## What to produce
All lines from the one with "pub async fn set_playing(&self, playing: bool)" to the end of the entries below must be written out exactly. Leave out any other line.

## Entries provided
//! Command-line surface: the relay host, the player view, and one-shot GM
//! console commands.

use anyhow::Context;
use clap::{Parser, Subcommand};
use serde_json::{json, Value};
use std::net::SocketAddr;
use std::path::PathBuf;
use std::sync::Arc;
use std::time::Duration;
use tracing_subscriber::EnvFilter;

use crate::console::music::MusicConsole;
use crate::console::scene::SceneConsole;
use crate::console::soundboard::{Soundboard, PRESET_SFX};
use crate::history::{self, RecentList};
use crate::metadata::{NoembedLookup, TitleResolver};
use crate::player::{self, PlayerOptions};
use crate::session::{now_ms, MusicPatch, Session, TEST_PATH};
use crate::store::relay;
use crate::store::remote::RemoteStore;
use crate::store::{SessionStore, Store};

const DEFAULT_RELAY_URL: &str = "ws://127.0.0.1:3030/sync";

#[derive(Parser)]
#[command(
    name = "bardsync",
    version,
    about = "Realtime session relay and Game Master console for tabletop sessions"
)]
struct Cli {
    #[command(subcommand)]
    command: Command,
}

#[derive(Subcommand)]
enum Command {
    /// Host the session relay that consoles and player views connect to.
    Serve {
        #[arg(long, default_value = "0.0.0.0:3030")]
        bind: SocketAddr,
    },
    /// Join a session: follow the scene and music, play sound effects.
    Player {
        #[arg(long, env = "BARDSYNC_RELAY", default_value = DEFAULT_RELAY_URL)]
        relay: String,
        /// Local playback volume, 0-100.
        #[arg(long, default_value_t = 50)]
        volume: u8,
        /// Sound effects older than this many seconds are not replayed.
        #[arg(long, default_value_t = 10)]
        sfx_window_secs: u64,
    },
    /// Game Master console commands.
    Gm {
        #[arg(long, env = "BARDSYNC_RELAY", default_value = DEFAULT_RELAY_URL)]
        relay: String,
        /// Where the recent-scenes/recent-tracks files live.
        #[arg(long)]
        data_dir: Option<PathBuf>,
        /// Maximum entries kept per recent list.
        #[arg(long, default_value_t = history::DEFAULT_CAP)]
        history_cap: usize,
        #[command(subcommand)]
        action: GmAction,
    },
}

#[derive(Subcommand)]
enum GmAction {
    /// Publish the visual scene.
    Scene {
        #[arg(long)]
        image_url: String,
        #[arg(long, default_value = "")]
        title: String,
    },
    /// Control the shared music selection.
    Music {
        #[command(subcommand)]
        action: MusicAction,
    },
    /// Fire a sound effect at every player view. Without arguments, lists
    /// the available presets.
    Sfx {
        /// Preset name, e.g. "Ping".
        name: Option<String>,
        /// Free-form audio URL instead of a preset.
        #[arg(long)]
        url: Option<String>,
    },
    /// Write the diagnostic test record and read it back.
    Ping,
    /// Show the recent-scenes and recent-tracks history.
    Recent,
}

#[derive(Subcommand)]
enum MusicAction {
    /// Load a track by video id or full URL and start playback.
    Load { id_or_url: String },
    /// Resume playback of the loaded track.
    Play,
    /// Pause playback.
    Pause,
}

pub async fn run() -> anyhow::Result<()> {
    tracing_subscriber::fmt()
        .with_env_filter(
            EnvFilter::try_from_default_env().unwrap_or_else(|_| EnvFilter::new("bardsync=info")),
        )
        .init();

    match Cli::parse().command {
        Command::Serve { bind } => {
            let store = Arc::new(SessionStore::new());
            relay::bind_and_serve(bind, store).await
        }
        Command::Player {
            relay,
            volume,
            sfx_window_secs,
        } => {
            let store: Arc<dyn Store> = Arc::new(
                RemoteStore::connect(&relay)
                    .await
                    .with_context(|| format!("failed to reach session relay at {relay}"))?,
            );
            player::run(
                store,
                PlayerOptions {
                    volume: volume.min(100),
                    sfx_window: Duration::from_secs(sfx_window_secs),
                },
            )
            .await
        }
        Command::Gm {
            relay,
            data_dir,
            history_cap,
            action,
        } => {
            let data_dir = data_dir.unwrap_or_else(history::default_data_dir);
            run_gm(&relay, &data_dir, history_cap, action).await
        }
    }
}

async fn run_gm(
    relay: &str,
    data_dir: &std::path::Path,
    history_cap: usize,
    action: GmAction,
) -> anyhow::Result<()> {
    // Listing presets and history needs no connection.
    match &action {
        GmAction::Sfx {
            name: None,
            url: None,
        } => {
            println!("Available presets:");
            for preset in &PRESET_SFX {
                println!("  {:12} {}", preset.name, preset.url);
            }
            return Ok(());
        }
        GmAction::Recent => {
            print_history("Recent scenes", "recent_scenes", data_dir, history_cap);
            print_history("Recent tracks", "recent_tracks", data_dir, history_cap);
            return Ok(());
        }
        _ => {}
    }

    let store: Arc<dyn Store> = Arc::new(
        RemoteStore::connect(relay)
            .await
            .with_context(|| format!("failed to reach session relay at {relay}"))?,
    );

    match action {
        GmAction::Scene { image_url, title } => {
            let session = Arc::new(Session::attach(store).await?);
            let history = RecentList::open("recent_scenes", data_dir, history_cap);
            let mut console = SceneConsole::new(session, history);
            console.edit_image_url(image_url);
            console.edit_title(title);
            console.commit().await.context("scene update failed")?;
            println!("Scene updated");
        }
        GmAction::Music { action } => {
            let session = Arc::new(Session::attach(store).await?);
            match action {
                MusicAction::Load { id_or_url } => {
                    let history = RecentList::open("recent_tracks", data_dir, history_cap);
                    let titles = TitleResolver::new(Box::new(NoembedLookup::new()));
                    let mut console = MusicConsole::new(session, titles, history);
                    let title = console
                        .load(&id_or_url)
                        .await
                        .context("music update failed")?;
                    println!("Now playing: {title}");
                }
                MusicAction::Play => {
                    session
                        .update_music(MusicPatch {
                            is_playing: Some(true),
                            ..Default::default()
                        })
                        .await
                        .context("music update failed")?;
                    println!("Music resumed");
                }
                MusicAction::Pause => {
                    session
                        .update_music(MusicPatch {
                            is_playing: Some(false),
                            ..Default::default()
                        })
                        .await
                        .context("music update failed")?;
                    println!("Music paused");
                }
            }
        }
        GmAction::Sfx { name, url } => {
            let board = Soundboard::new(store);
            match (name, url) {
                (name, Some(url)) => {
                    board
                        .trigger(&url, name.as_deref().unwrap_or("Custom SFX"))
                        .await?;
                }
                (Some(name), None) => {
                    board.trigger_preset(&name).await?;
                }
                (None, None) => unreachable!("handled above"),
            }
            println!("Sound effect fired");
        }
        GmAction::Ping => {
            store
                .set(
                    TEST_PATH,
                    json!({
                        "timestamp": now_ms(),
                        "message": "Hello from BardSync",
                        "ok": true,
                    }),
                )
                .await
                .context("test write failed")?;
            let value = store.get(TEST_PATH).await?.unwrap_or(Value::Null);
            println!("test/connection = {}", serde_json::to_string_pretty(&value)?);
        }
        GmAction::Recent => unreachable!("handled above"),
    }

    Ok(())
}

fn print_history(label: &str, list_name: &str, data_dir: &std::path::Path, cap: usize) {
    let list = RecentList::open(list_name, data_dir, cap);
    println!("{label}:");
    if list.items().is_empty() {
        println!("  (empty)");
    }
    for item in list.items() {
        println!("  {} -> {}", item.name, item.value);
    }
}
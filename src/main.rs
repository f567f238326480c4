//! BardSync binary entry point.
//!
//! This file stays minimal: all command handling and application logic
//! lives in the library crate.

#[tokio::main]
async fn main() -> anyhow::Result<()> {
    bardsync::cli::run().await
}
//! Sound-effect handling on the receiving side: the replay guard deciding
//! which incoming events to act on, and the polyphonic player that actually
//! makes noise.

pub mod gate;
pub mod player;

pub use gate::{Admission, SfxGate, DEFAULT_FRESHNESS_WINDOW};
pub use player::SfxPlayer;
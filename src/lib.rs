//! BardSync: a realtime session companion for tabletop games.
//!
//! A Game Master console publishes a visual scene, a music selection and
//! one-shot sound effects into a shared session store; any number of
//! player views subscribe to the same store and render the session in
//! sync. The store is hosted by a small self-contained relay
//! ([`store::relay`]) and spoken to over WebSocket
//! ([`store::remote::RemoteStore`]).
//!
//! The store is the single source of truth: every local view is a
//! disposable cache, writes are last-write-wins, and nothing retries.

pub mod cli;
pub mod console;
pub mod error;
pub mod history;
pub mod metadata;
pub mod player;
pub mod session;
pub mod sfx;
pub mod store;
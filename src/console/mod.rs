//! GM console control surfaces: the scene, music and soundboard logic the
//! operator drives. Each surface holds only local edit state; the session
//! store stays the single source of truth.

pub mod music;
pub mod scene;
pub mod soundboard;
//! Music control surface.
//!
//! Accepts a raw video id or a full YouTube URL, resolves a display title
//! (cache, then one oEmbed lookup, then the raw id), and drives the shared
//! music record. Loaded tracks land in the recent-tracks history.

use std::sync::Arc;
use url::Url;

use crate::error::StoreError;
use crate::history::{HistoryItem, RecentList};
use crate::metadata::TitleResolver;
use crate::session::{MusicPatch, Session};

/// Normalizes a video reference: the `v` query parameter of a
/// `youtube.com` URL, the path segment of a `youtu.be` URL, anything else
/// (including a bare id, which is not a parseable URL) passes through
/// unchanged.
pub fn extract_video_id(input: &str) -> String {
    let Ok(parsed) = Url::parse(input) else {
        return input.to_string();
    };
    let host = parsed.host_str().unwrap_or("");
    if !host.contains("youtube.com") && !host.contains("youtu.be") {
        return input.to_string();
    }
    if let Some((_, v)) = parsed.query_pairs().find(|(k, _)| k == "v") {
        if !v.is_empty() {
            return v.into_owned();
        }
    }
    let path = parsed.path().trim_matches('/');
    if !path.is_empty() {
        return path.to_string();
    }
    input.to_string()
}

pub struct MusicConsole {
    session: Arc<Session>,
    titles: TitleResolver,
    history: RecentList,
}

impl MusicConsole {
    pub fn new(session: Arc<Session>, titles: TitleResolver, history: RecentList) -> Self {
        Self {
            session,
            titles,
            history,
        }
    }

    pub fn recent(&self) -> &[HistoryItem] {
        self.history.items()
    }

    /// Loads a track and starts playback. Returns the display title that
    /// was written (the raw id when no better title could be resolved).
    pub async fn load(&mut self, id_or_url: &str) -> Result<String, StoreError> {
        let id = extract_video_id(id_or_url);
        let title = self
            .titles
            .resolve(&id)
            .await
            .unwrap_or_else(|| id.clone());

        self.session
            .update_music(MusicPatch {
                video_id: Some(id.clone()),
                is_playing: Some(true),
                title: Some(title.clone()),
                ..Default::default()
            })
            .await?;

        self.history.add(&title, &id);
        Ok(title)
    }

    /// Flips only the play/pause flag; the loaded track is untouched.
    pub async fn set_playing(&self, playing: bool) -> Result<(), StoreError> {
        self.session
            .update_music(MusicPatch {
                is_playing: Some(playing),
                ..Default::default()
            })
            .await
    }
}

## Solution
    pub async fn set_playing(&self, playing: bool) -> Result<(), StoreError> {
        self.session
            .update_music(MusicPatch {
                is_playing: Some(playing),
                ..Default::default()
            })
            .await
    }
}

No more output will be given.